[Opening RECORDS TO PROCESS section]

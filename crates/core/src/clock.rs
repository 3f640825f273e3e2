// SPDX-License-Identifier: BUSL-1.1
// Copyright (c) 2026 Alfred Jean LLC

//! Clock abstraction for testable time handling

use std::sync::{Arc, Mutex};
use std::time::{Duration, Instant};

/// A clock that provides the current time
pub trait Clock: Clone + Send + Sync + 'static {
    fn now(&self) -> Instant;

    /// Time elapsed since `start` according to this clock
    fn elapsed_since(&self, start: Instant) -> Duration {
        self.now().saturating_duration_since(start)
    }
}

/// Real system clock
#[derive(Clone, Debug, Default)]
pub struct SystemClock;

impl Clock for SystemClock {
    fn now(&self) -> Instant {
        Instant::now()
    }
}

/// Fake clock for testing uptime reporting without sleeping
#[derive(Clone, Debug)]
pub struct FakeClock {
    current: Arc<Mutex<Instant>>,
}

impl FakeClock {
    pub fn new() -> Self {
        Self {
            current: Arc::new(Mutex::new(Instant::now())),
        }
    }

    /// Advance the clock by the given duration
    pub fn advance(&self, duration: Duration) {
        let mut current = self.current.lock().unwrap_or_else(|e| e.into_inner());
        *current += duration;
    }
}

impl Default for FakeClock {
    fn default() -> Self {
        Self::new()
    }
}

impl Clock for FakeClock {
    fn now(&self) -> Instant {
        *self.current.lock().unwrap_or_else(|e| e.into_inner())
    }
}

#[cfg(test)]
#[path = "clock_tests.rs"]
mod tests;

[Closing RECORDS TO PROCESS section]

TASK OBJECTIVE -> Lines from the one containing "impl Default for" through the final line of the material should be set down exactly, and no other lines.

OUTPUT BELOW ->
impl Default for FakeClock {
    fn default() -> Self {
        Self::new()
    }
}

impl Clock for FakeClock {
    fn now(&self) -> Instant {
        *self.current.lock().unwrap_or_else(|e| e.into_inner())
    }
}

#[cfg(test)]
#[path = "clock_tests.rs"]
mod tests;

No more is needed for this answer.